The findings demonstrate the critical role of multiscale interactions in driving the concurrent extreme events in Pakistan and the Yangtze River Valley in 2022. The study highlights the importance of considering both low-frequency and high-frequency processes, as well as the interplay between different scales of atmospheric dynamics. The significant role of the tropical western-central Pacific heat source underscores the influence of remote forcing on regional extreme events. The results contribute to a better understanding of the complex mechanisms governing the occurrence of concurrent extreme events and have implications for improving climate prediction and mitigation strategies. The observed differences in dynamic processes between July and August highlight the non-stationary nature of these events and the need for considering temporal variations in future studies. The study’s quantitative analysis of multiscale interactions advances our understanding of the mechanisms driving such events, which is crucial for developing more effective prediction and mitigation strategies.

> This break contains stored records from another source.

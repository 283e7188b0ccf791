use std::env;
use std::fs;
use std::io;
use std::path::{Path, PathBuf};
use std::process::Command as ProcessCommand;
use std::thread;
use std::time::Duration;

use serde::Serialize;

use crate::error::{IoContext, PipelineError, Result};

pub(crate) const REMOVE_ATTEMPTS: u32 = 5;
pub(crate) const REMOVE_BACKOFF_MS: u64 = 200;

// ── Environment ─────────────────────────────────────────────────────────

pub(crate) fn env_optional(name: &str) -> Option<String> {
    env::var(name).ok().filter(|value| !value.trim().is_empty())
}

pub(crate) fn env_u64(name: &str) -> Result<Option<u64>> {
    match env_optional(name) {
        Some(value) => value
            .trim()
            .parse::<u64>()
            .map(Some)
            .map_err(|_| PipelineError::config(format!("Invalid {name}"))),
        None => Ok(None),
    }
}

pub(crate) fn env_usize(name: &str) -> Result<Option<usize>> {
    match env_optional(name) {
        Some(value) => value
            .trim()
            .parse::<usize>()
            .map(Some)
            .map_err(|_| PipelineError::config(format!("Invalid {name}"))),
        None => Ok(None),
    }
}

// ── External commands ───────────────────────────────────────────────────

pub(crate) fn command_wrapper() -> Option<Vec<String>> {
    env_optional("DWIREG_COMMAND_WRAPPER").and_then(|raw| shlex::split(&raw))
}

pub(crate) fn build_external_command(program: &str, args: &[String]) -> ProcessCommand {
    let mut cmd = match command_wrapper() {
        Some(wrapper) if !wrapper.is_empty() => {
            let mut c = ProcessCommand::new(&wrapper[0]);
            c.args(&wrapper[1..]).arg(program).args(args);
            c
        }
        _ => {
            let mut c = ProcessCommand::new(program);
            c.args(args);
            c
        }
    };

    // The engine runs as its own process group so a timeout can take down
    // everything it spawned.
    #[cfg(unix)]
    {
        use std::os::unix::process::CommandExt;
        cmd.process_group(0);
    }

    cmd
}

/// Kill a child process and its entire process group.
/// Sends SIGTERM first, then SIGKILL after 2 seconds.
#[cfg(unix)]
pub(crate) fn kill_process_tree(child: &mut std::process::Child) {
    let pid = child.id() as i32;
    unsafe {
        libc::kill(-pid, libc::SIGTERM);
    }
    thread::sleep(Duration::from_secs(2));
    match child.try_wait() {
        Ok(Some(_)) => {}
        _ => unsafe {
            libc::killpg(pid, libc::SIGKILL);
        },
    }
    let _ = child.wait();
}

#[cfg(not(unix))]
pub(crate) fn kill_process_tree(child: &mut std::process::Child) {
    let _ = child.kill();
    let _ = child.wait();
}

// ── Filesystem ──────────────────────────────────────────────────────────

/// Remove a directory tree, retrying a few times with a fixed backoff.
///
/// Returns `false` if the directory still exists after the last attempt;
/// the failure is logged, never raised.
pub(crate) fn remove_dir_with_retry(dir: &Path) -> bool {
    for attempt in 1..=REMOVE_ATTEMPTS {
        match fs::remove_dir_all(dir) {
            Ok(()) => return true,
            Err(err) if err.kind() == io::ErrorKind::NotFound => return true,
            Err(err) => {
                tracing::debug!(
                    dir = %dir.display(),
                    attempt,
                    error = %err,
                    "directory removal failed"
                );
                if attempt < REMOVE_ATTEMPTS {
                    thread::sleep(Duration::from_millis(REMOVE_BACKOFF_MS));
                }
            }
        }
    }
    tracing::warn!(
        dir = %dir.display(),
        attempts = REMOVE_ATTEMPTS,
        "could not remove directory, continuing"
    );
    false
}

pub(crate) fn ensure_dir(dir: &Path) -> Result<()> {
    fs::create_dir_all(dir).at(dir)
}

pub(crate) fn copy_file(from: &Path, to: &Path) -> Result<PathBuf> {
    if from != to {
        fs::copy(from, to).at(from)?;
    }
    Ok(to.to_path_buf())
}

/// Serialize `value` as pretty JSON next to `path`, then rename into place.
pub(crate) fn write_json_atomic<T: Serialize>(path: &Path, value: &T) -> Result<()> {
    if let Some(parent) = path.parent() {
        if !parent.as_os_str().is_empty() {
            fs::create_dir_all(parent).at(parent)?;
        }
    }
    let json = serde_json::to_string_pretty(value)?;
    let tmp = path.with_extension("json.tmp");
    fs::write(&tmp, &json).at(&tmp)?;
    fs::rename(&tmp, path).at(path)?;
    Ok(())
}

// ── Image file names ────────────────────────────────────────────────────

/// Image extension including the leading dot (`.nii`, `.nii.gz`).
pub(crate) fn image_suffix(path: &Path) -> String {
    let name = path
        .file_name()
        .map(|n| n.to_string_lossy().to_string())
        .unwrap_or_default();
    if name.ends_with(".nii.gz") {
        ".nii.gz".to_string()
    } else {
        path.extension()
            .map(|ext| format!(".{}", ext.to_string_lossy()))
            .unwrap_or_else(|| ".nii".to_string())
    }
}

pub(crate) fn is_image_file(path: &Path) -> bool {
    let name = path
        .file_name()
        .map(|n| n.to_string_lossy().to_ascii_lowercase())
        .unwrap_or_default();
    name.ends_with(".nii") || name.ends_with(".nii.gz") || name.ends_with(".img")
}

pub(crate) fn file_name_string(path: &Path) -> String {
    path.file_name()
        .map(|n| n.to_string_lossy().to_string())
        .unwrap_or_default()
}

#[cfg(test)]
mod tests {
    use super::*;

    #[test]
    fn test_image_suffix() {
        assert_eq!(image_suffix(Path::new("/d/a_b0.nii")), ".nii");
        assert_eq!(image_suffix(Path::new("/d/a_b0.nii.gz")), ".nii.gz");
        assert_eq!(image_suffix(Path::new("/d/noext")), ".nii");
    }

    #[test]
    fn test_remove_dir_with_retry_missing_dir_is_success() {
        let tmp = tempfile::tempdir().unwrap();
        assert!(remove_dir_with_retry(&tmp.path().join("never-created")));
    }

    #[test]
    fn test_remove_dir_with_retry_removes_tree() {
        let tmp = tempfile::tempdir().unwrap();
        let dir = tmp.path().join("subject");
        fs::create_dir_all(dir.join("tmp")).unwrap();
        fs::write(dir.join("tmp/a.nii"), b"x").unwrap();
        assert!(remove_dir_with_retry(&dir));
        assert!(!dir.exists());
    }

    #[cfg(unix)]
    #[test]
    fn test_remove_dir_with_retry_gives_up_without_error() {
        let tmp = tempfile::tempdir().unwrap();
        let file = tmp.path().join("plain-file");
        fs::write(&file, b"x").unwrap();
        assert!(!remove_dir_with_retry(&file));
        assert!(file.exists());
    }

    #[test]
    fn test_write_json_atomic_leaves_no_temp_file() {
        let tmp = tempfile::tempdir().unwrap();
        let path = tmp.path().join("nested/out.json");
        write_json_atomic(&path, &serde_json::json!({"a": 1})).unwrap();
        assert!(path.is_file());
        assert!(!path.with_extension("json.tmp").exists());
        let back: serde_json::Value = serde_json::from_str(&fs::read_to_string(&path).unwrap()).unwrap();
        assert_eq!(back["a"], 1);
    }
}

This study successfully quantified the multiscale interactions and driving mechanisms behind the unprecedented concurrent extreme events in Pakistan and the Yangtze River Valley in 2022. The findings highlight the crucial role of both low- and high-frequency processes and the interplay between different scales of atmospheric dynamics. Future research should focus on improving the representation of multiscale interactions in climate models to better predict and mitigate such events. Further investigation into the role of remote forcing and the specific interactions between different atmospheric components is also warranted.

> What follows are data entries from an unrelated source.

//! Run configuration.
//!
//! Built once from CLI flags, environment and an optional JSON file, then
//! passed by reference into the dispatcher and executors. Precedence is
//! CLI, then environment, then file, then defaults.

use std::fs;
use std::path::{Path, PathBuf};

use serde::Deserialize;

use crate::cli::{EngineArgs, RunArgs};
use crate::error::{PipelineError, Result};
use crate::pairing::DEFAULT_UID_FIELD;
use crate::types::{CommandSpec, EngineSpec, RerunStrategy};
use crate::util::{env_optional, env_u64, env_usize};

pub(crate) const DEFAULT_VOXEL_SIZE: f64 = 2.0;
pub(crate) const CONFIG_FILE_NAME: &str = "dwireg.json";

#[derive(Debug, Clone, Default, Deserialize)]
pub(crate) struct FileConfig {
    #[serde(default)]
    pub(crate) engine: Option<EngineSpec>,
    #[serde(default)]
    pub(crate) voxel_size: Option<f64>,
    #[serde(default)]
    pub(crate) rerun: Option<RerunStrategy>,
    #[serde(default)]
    pub(crate) workers: Option<usize>,
    #[serde(default)]
    pub(crate) pairing: Option<bool>,
    #[serde(default)]
    pub(crate) uid_field: Option<String>,
}

/// Load the config file. An explicit path must be valid; the implicit one
/// under the output root falls back to defaults.
pub(crate) fn load_file_config(explicit: Option<&Path>, output_root: &Path) -> Result<FileConfig> {
    match explicit {
        Some(path) => {
            let data = fs::read_to_string(path).map_err(|e| {
                PipelineError::config(format!("cannot read config {}: {e}", path.display()))
            })?;
            serde_json::from_str(&data).map_err(|e| {
                PipelineError::config(format!("malformed config {}: {e}", path.display()))
            })
        }
        None => {
            let path = output_root.join(CONFIG_FILE_NAME);
            match fs::read_to_string(&path) {
                Ok(data) => Ok(serde_json::from_str(&data).unwrap_or_else(|err| {
                    tracing::warn!(path = %path.display(), error = %err, "ignoring malformed config");
                    FileConfig::default()
                })),
                Err(_) => Ok(FileConfig::default()),
            }
        }
    }
}

pub(crate) fn default_workers() -> usize {
    std::thread::available_parallelism()
        .map(|v| v.get())
        .unwrap_or(4)
}

/// Engine command from CLI, `DWIREG_ENGINE`, or the file, in that order.
pub(crate) fn resolve_engine_spec(args: &EngineArgs, file: Option<EngineSpec>) -> Result<EngineSpec> {
    let timeout_ms = match args.engine_timeout_ms {
        Some(ms) => Some(ms),
        None => env_u64("DWIREG_ENGINE_TIMEOUT_MS")?,
    };
    let command = args.engine.clone().or_else(|| env_optional("DWIREG_ENGINE"));
    if let Some(cmd) = command {
        return Ok(EngineSpec {
            command: CommandSpec::String(cmd),
            timeout_ms: timeout_ms.or(file.and_then(|spec| spec.timeout_ms)),
        });
    }
    match file {
        Some(mut spec) => {
            if timeout_ms.is_some() {
                spec.timeout_ms = timeout_ms;
            }
            Ok(spec)
        }
        None => Err(PipelineError::config(
            "no registration engine configured (use --engine, DWIREG_ENGINE or the config file)",
        )),
    }
}

pub(crate) fn validate_voxel_size(voxel_size: f64) -> Result<f64> {
    if voxel_size.is_finite() && voxel_size > 0.0 {
        Ok(voxel_size)
    } else {
        Err(PipelineError::config(format!(
            "voxel size must be positive, got {voxel_size}"
        )))
    }
}

/// Immutable settings for one batch.
#[derive(Debug, Clone)]
pub(crate) struct RunConfig {
    pub(crate) index_path: PathBuf,
    pub(crate) output_root: PathBuf,
    pub(crate) voxel_size: f64,
    pub(crate) strategy: RerunStrategy,
    pub(crate) workers: usize,
    pub(crate) pairing: bool,
    pub(crate) uid_field: String,
    pub(crate) engine: EngineSpec,
}

impl RunConfig {
    pub(crate) fn from_args(args: &RunArgs) -> Result<Self> {
        if !args.index.is_file() {
            return Err(PipelineError::config(format!(
                "{} is not an existing index file",
                args.index.display()
            )));
        }
        fs::create_dir_all(&args.output).map_err(|e| {
            PipelineError::config(format!(
                "cannot create output root {}: {e}",
                args.output.display()
            ))
        })?;

        let file = load_file_config(args.engine.config.as_deref(), &args.output)?;
        let voxel_size =
            validate_voxel_size(args.voxel_size.or(file.voxel_size).unwrap_or(DEFAULT_VOXEL_SIZE))?;
        let workers = match args.workers {
            Some(n) => Some(n),
            None => env_usize("DWIREG_WORKERS")?,
        }
        .or(file.workers)
        .filter(|n| *n > 0)
        .unwrap_or_else(default_workers);

        Ok(Self {
            index_path: args.index.clone(),
            output_root: args.output.clone(),
            voxel_size,
            strategy: args.rerun.or(file.rerun).unwrap_or_default(),
            workers,
            pairing: !args.no_pairing && file.pairing.unwrap_or(true),
            uid_field: args
                .uid_field
                .clone()
                .or(file.uid_field)
                .unwrap_or_else(|| DEFAULT_UID_FIELD.to_string()),
            engine: resolve_engine_spec(&args.engine, file.engine)?,
        })
    }
}

#[cfg(test)]
mod tests {
    use super::*;

    fn run_args(dir: &Path) -> RunArgs {
        let index = dir.join("index.json");
        fs::write(&index, "{}").unwrap();
        RunArgs {
            index,
            output: dir.join("out"),
            voxel_size: None,
            rerun: None,
            workers: None,
            no_pairing: false,
            uid_field: None,
            group_stats: false,
            json: false,
            engine: EngineArgs {
                engine: Some("engine-cli".into()),
                engine_timeout_ms: None,
                config: None,
            },
        }
    }

    #[test]
    fn test_defaults() {
        let tmp = tempfile::tempdir().unwrap();
        let config = RunConfig::from_args(&run_args(tmp.path())).unwrap();
        assert_eq!(config.voxel_size, DEFAULT_VOXEL_SIZE);
        assert_eq!(config.strategy, RerunStrategy::Resume);
        assert!(config.workers >= 1);
        assert!(config.pairing);
        assert_eq!(config.uid_field, DEFAULT_UID_FIELD);
        assert!(config.output_root.is_dir());
    }

    #[test]
    fn test_file_config_is_overridden_by_cli() {
        let tmp = tempfile::tempdir().unwrap();
        let cfg = tmp.path().join("cfg.json");
        fs::write(
            &cfg,
            r#"{"engine": {"command": ["eng", "--x"], "timeout_ms": 500},
                "voxel_size": 1.0, "rerun": "delete", "workers": 3, "pairing": false}"#,
        )
        .unwrap();
        let mut args = run_args(tmp.path());
        args.engine.engine = None;
        args.engine.config = Some(cfg);
        args.voxel_size = Some(1.5);

        let config = RunConfig::from_args(&args).unwrap();
        assert_eq!(config.voxel_size, 1.5);
        assert_eq!(config.strategy, RerunStrategy::Delete);
        assert_eq!(config.workers, 3);
        assert!(!config.pairing);
        assert_eq!(config.engine.timeout_ms, Some(500));
        assert!(matches!(config.engine.command, CommandSpec::Array(ref argv) if argv[0] == "eng"));
    }

    #[test]
    fn test_missing_index_is_configuration_error() {
        let tmp = tempfile::tempdir().unwrap();
        let mut args = run_args(tmp.path());
        args.index = tmp.path().join("missing.json");
        assert!(RunConfig::from_args(&args).unwrap_err().is_configuration());
    }

    #[test]
    fn test_malformed_explicit_config_is_rejected() {
        let tmp = tempfile::tempdir().unwrap();
        let cfg = tmp.path().join("cfg.json");
        fs::write(&cfg, "{not json").unwrap();
        let mut args = run_args(tmp.path());
        args.engine.config = Some(cfg);
        assert!(RunConfig::from_args(&args).unwrap_err().is_configuration());
    }

    #[test]
    fn test_invalid_voxel_size() {
        assert!(validate_voxel_size(0.0).is_err());
        assert!(validate_voxel_size(f64::NAN).is_err());
        assert_eq!(validate_voxel_size(1.25).unwrap(), 1.25);
    }
}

The study relies on reanalysis data and model simulations, which have inherent limitations and uncertainties. While the MWT provides a powerful tool for multiscale analysis, the specific choice of scale windows might influence the results. The study primarily focuses on the atmospheric dynamics and does not incorporate other factors, such as land surface processes or human activities, which may also contribute to the extreme events. Further research could integrate these factors to develop a more complete understanding of the event.